MUSEUM EXHIBIT: Patience to Raise the Sun: Art Quilts from Haiti & their Power to Change Women's Lives

The African American Museum in Philadelphia (AAMP)
Monday, January 31, 2011 - 19:00
PeaceWomen Consolidated Themes: 
Human Rights
Initiative Type: 

On January 26, 2011 the African American Museum in Philadelphia (AAMP) will unveil an impactful new exhibition entitled, Patience to Raise the Sun: Art Quilts from Haiti & Their Power to Change Women's Lives. The exhibit, which marks the first new installation during AAMP's year-long 35th Anniversary celebration, features a collection of twenty-two original art quilts and showcases the unique collaboration that led to their creation. The exhibit is the culmination of the collective efforts of PeaceQuilts, a non-profit American humanitarian organization, Bennington Museum which organized the exhibit, and the women of Haiti who embraced the unlikely art of quilt making as a means to generate an income for themselves and their families. The outcome of this extraordinary triumvirate is an exhibit that not only presents the distinctive artistry of Haitian quilts, but also captures an inspiring story of vision, cooperation and entrepreneurial energy. AAMP is also honored to announce that Beverly Lomax, philanthropist and quilt artist, Evelyn Smalls of United Bank and Florcy Morisset of Vivant Gallery have agreed to serve as our honorary co-chairs for this powerful exhibition.

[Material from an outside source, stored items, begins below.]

//! The candidate catalog: the fixed list of people a chip input offers.
//!
//! A catalog is built once at startup, either from the built-in
//! [`Catalog::builtin`] list or from a TOML file, and never changes
//! afterwards. Names are unique within a catalog; that is what lets the
//! filter hide already-chipped people by name.
//!
//! # File format
//!
//! ```toml
//! [[entry]]
//! name = "Terry Doe"
//! email = "terry@abc.com"
//! avatar_url = "https://robohash.org/Terry.png?set=set4"
//!
//! [[entry]]
//! name = "Miles"
//! email = "miles@gmail.com"
//! # avatar_url defaults to a robohash URL keyed by the first name
//! ```

use serde::Deserialize;
use std::collections::HashSet;
use std::path::{Path, PathBuf};

/// Errors from building a catalog out of external data.
#[derive(Debug, thiserror::Error)]
pub enum CatalogError {
    /// The catalog file could not be read.
    #[error("failed to read catalog {path}: {source}")]
    Read {
        path: PathBuf,
        #[source]
        source: std::io::Error,
    },
    /// The file is not valid catalog TOML.
    #[error("invalid catalog: {0}")]
    Parse(#[from] toml::de::Error),
    /// The catalog has no entries.
    #[error("catalog has no entries")]
    Empty,
    /// An entry has a blank name.
    #[error("catalog entry {index} has an empty name")]
    EmptyName { index: usize },
    /// Two entries share a name.
    #[error("duplicate catalog name {0:?}")]
    DuplicateName(String),
}

/// One selectable person.
#[derive(Debug, Clone, PartialEq, Eq)]
pub struct CatalogEntry {
    pub name: String,
    pub email: String,
    pub avatar_url: String,
}

impl CatalogEntry {
    /// Build an entry whose avatar URL is derived from the first name.
    pub fn new(name: impl Into<String>, email: impl Into<String>) -> Self {
        let name = name.into();
        let avatar_url = avatar_url_for(&name);
        Self {
            name,
            email: email.into(),
            avatar_url,
        }
    }

    /// Override the avatar URL.
    pub fn with_avatar_url(mut self, url: impl Into<String>) -> Self {
        self.avatar_url = url.into();
        self
    }

    /// One-character badge drawn where a browser would show the avatar.
    pub fn initial(&self) -> char {
        initial_of(&self.name)
    }
}

/// First character of `name`, uppercased, or `?` for a blank name.
pub fn initial_of(name: &str) -> char {
    name.trim()
        .chars()
        .next()
        .and_then(|c| c.to_uppercase().next())
        .unwrap_or('?')
}

/// The avatar-service URL for a person, keyed by their first name.
pub fn avatar_url_for(name: &str) -> String {
    let first = name.split_whitespace().next().unwrap_or(name);
    format!("https://robohash.org/{first}.png?set=set4")
}

#[derive(Deserialize)]
#[serde(deny_unknown_fields)]
struct CatalogFile {
    #[serde(rename = "entry", default)]
    entries: Vec<EntryRecord>,
}

#[derive(Deserialize)]
#[serde(deny_unknown_fields)]
struct EntryRecord {
    name: String,
    email: String,
    avatar_url: Option<String>,
}

/// An immutable, ordered list of [`CatalogEntry`] values with unique names.
#[derive(Debug, Clone, PartialEq, Eq)]
pub struct Catalog {
    entries: Vec<CatalogEntry>,
}

impl Catalog {
    /// Build a catalog, rejecting blank and duplicate names.
    pub fn new(entries: Vec<CatalogEntry>) -> Result<Self, CatalogError> {
        if entries.is_empty() {
            return Err(CatalogError::Empty);
        }
        let mut seen = HashSet::new();
        for (index, entry) in entries.iter().enumerate() {
            if entry.name.trim().is_empty() {
                return Err(CatalogError::EmptyName { index });
            }
            if !seen.insert(entry.name.as_str()) {
                return Err(CatalogError::DuplicateName(entry.name.clone()));
            }
        }
        Ok(Self { entries })
    }

    /// The twelve people the "User List" demo ships with.
    pub fn builtin() -> Self {
        let entries = vec![
            CatalogEntry::new("Terry Doe", "terry@abc.com"),
            CatalogEntry::new("Sheldon Smith", "sldn@abc.com"),
            CatalogEntry::new("Terrill", "terrill@abc.com"),
            CatalogEntry::new("Miles", "miles@gmail.com"),
            CatalogEntry::new("Maven", "maven@abc.com")
                .with_avatar_url("https://robohash.org/Mavis.png?set=set4"),
            CatalogEntry::new("Alison", "alison@abc.com"),
            CatalogEntry::new("Oleta", "oleta@abc.com"),
            CatalogEntry::new("Ewell", "jane@abc.com"),
            CatalogEntry::new("Marcel Wane", "marcel@abc.com"),
            CatalogEntry::new("Enoch", "enc@abc.com"),
            CatalogEntry::new("Arely Sim", "arely@abc.com"),
            CatalogEntry::new("Gust Josh", "gus@abc.com"),
        ];
        Self { entries }
    }

    /// Parse a catalog from TOML text.
    pub fn from_toml_str(text: &str) -> Result<Self, CatalogError> {
        let file: CatalogFile = toml::from_str(text)?;
        let entries = file
            .entries
            .into_iter()
            .map(|record| {
                let entry = CatalogEntry::new(record.name, record.email);
                match record.avatar_url {
                    Some(url) => entry.with_avatar_url(url),
                    None => entry,
                }
            })
            .collect();
        Self::new(entries)
    }

    /// Read and parse a TOML catalog file.
    pub fn load(path: impl AsRef<Path>) -> Result<Self, CatalogError> {
        let path = path.as_ref();
        let text = std::fs::read_to_string(path).map_err(|source| CatalogError::Read {
            path: path.to_path_buf(),
            source,
        })?;
        let catalog = Self::from_toml_str(&text)?;
        tracing::debug!(path = %path.display(), entries = catalog.len(), "catalog loaded");
        Ok(catalog)
    }

    pub fn entries(&self) -> &[CatalogEntry] {
        &self.entries
    }

    pub fn len(&self) -> usize {
        self.entries.len()
    }

    pub fn is_empty(&self) -> bool {
        self.entries.is_empty()
    }

    /// Look up an entry by exact name.
    pub fn get(&self, name: &str) -> Option<&CatalogEntry> {
        self.entries.iter().find(|entry| entry.name == name)
    }
}

impl Default for Catalog {
    fn default() -> Self {
        Self::builtin()
    }
}

#[cfg(test)]
mod tests {
    use super::*;

    #[test]
    fn builtin_has_twelve_unique_people() {
        let catalog = Catalog::builtin();
        assert_eq!(catalog.len(), 12);
        assert!(Catalog::new(catalog.entries().to_vec()).is_ok());
    }

    #[test]
    fn builtin_keeps_explicit_avatar() {
        let catalog = Catalog::builtin();
        let maven = catalog.get("Maven").unwrap();
        assert_eq!(maven.avatar_url, "https://robohash.org/Mavis.png?set=set4");
        let terry = catalog.get("Terry Doe").unwrap();
        assert_eq!(terry.avatar_url, "https://robohash.org/Terry.png?set=set4");
    }

    #[test]
    fn initial_is_uppercased_first_char() {
        assert_eq!(CatalogEntry::new("ewell", "e@x").initial(), 'E');
        assert_eq!(initial_of("   "), '?');
    }

    #[test]
    fn parses_toml_with_default_avatar() {
        let catalog = Catalog::from_toml_str(
            r#"
            [[entry]]
            name = "Ada Lovelace"
            email = "ada@example.com"

            [[entry]]
            name = "Grace"
            email = "grace@example.com"
            avatar_url = "https://example.com/g.png"
            "#,
        )
        .unwrap();

        assert_eq!(catalog.len(), 2);
        assert_eq!(
            catalog.entries()[0].avatar_url,
            "https://robohash.org/Ada.png?set=set4"
        );
        assert_eq!(catalog.entries()[1].avatar_url, "https://example.com/g.png");
    }

    #[test]
    fn rejects_duplicate_names() {
        let err = Catalog::new(vec![
            CatalogEntry::new("Miles", "a@x"),
            CatalogEntry::new("Miles", "b@x"),
        ])
        .unwrap_err();
        assert!(matches!(err, CatalogError::DuplicateName(ref name) if name == "Miles"));
    }

    #[test]
    fn rejects_empty_and_blank() {
        assert!(matches!(Catalog::from_toml_str(""), Err(CatalogError::Empty)));
        assert!(matches!(
            Catalog::new(vec![CatalogEntry::new("ok", "a@x"), CatalogEntry::new(" ", "b@x")]),
            Err(CatalogError::EmptyName { index: 1 })
        ));
    }

    #[test]
    fn rejects_unknown_fields() {
        let err = Catalog::from_toml_str(
            r#"
            [[entry]]
            name = "Miles"
            email = "miles@gmail.com"
            phone = "555"
            "#,
        )
        .unwrap_err();
        assert!(matches!(err, CatalogError::Parse(_)));
    }

    #[test]
    fn load_reports_missing_file() {
        let err = Catalog::load("/definitely/not/here.toml").unwrap_err();
        assert!(matches!(err, CatalogError::Read { .. }));
        assert!(err.to_string().contains("/definitely/not/here.toml"));
    }
}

“The African American Museum in Philadelphia is proud to be able to present the Patience to Raise the Sun exhibit,” states museum President and CEO Romona Riscoe Benson. “While Haiti continues its struggle to recover from the earthquake, we welcome the opportunity to share the beautiful craftsmanship of the Haitian quilters and to support the inspiring mission of PeaceQuilts.”

The story of the Patience to Raise the Sun exhibit begins in 2006, when Jeanne Staples first traveled to Haiti to encourage Haitian women to apply their skills in embroidery to quilt making. Staples had observed that while the Haitians' exquisitely embroidered textiles was widely admired, the items usually failed to sell at American art fairs because most American found the tablecloths and napkins too fancy to use. Inspired by the story of the Gees Bend quilters, Staples, a professional artist trained at the Pennsylvania Academy of Fine Arts, thought that applying the Haitians' beautiful needlework to quilts might result in a new commodity. She presented her vision to the order of Les Filles de Marie Reine Immaculee (Daughters of Mary Queen Immaculate) a religious order that oversees ten schools and five domestic arts schools that teach young Haitian women marketable skills such as dressmaking and cooking. According to Staples, “Once (the order) saw quilting as a skill with employment value, it was not a hard sell.” With the help of several volunteers who traveled to the island to teach the Haitians how to quilt, Staples vision of a quilt making cooperative came to life. By 2009, using materials donated by quilters from throughout New England, the PeaceQuilts cooperative had produced over one hundred hand-stitched quilts to be sold in the United States. All proceeds from the sale of the quilts were returned to the quilters, providing much needed income to sustain themselves and their families. The project gained momentum when Bennington Museum decided to develop a nationwide traveling exhibition and catalogue to highlight the creativity of the Haitian quilts and the empowering mission of PeaceQuilts.

The quilts displayed in Patience to Raise the Sun showcase the Haitians' distinctive approach to quilt making -- one that combines Haiti's unique folk traditions with centuries old African American and Anglo American quilting techniques to create a new art form. The quilts are alive with the vibrant colors of the island, and populated with images from Haitian proverbs, the Bible and everyday life. They are visual testaments to Haiti's rich and complex cultural heritage.

Today, following the devastation of the 2010 earthquake and subsequent cholera outbreak, the PeaceQuilts cooperative has become a crucial means of survival for its members. Income derived from the sale of the quilts helps sustain the quilters and their families during these very difficult times.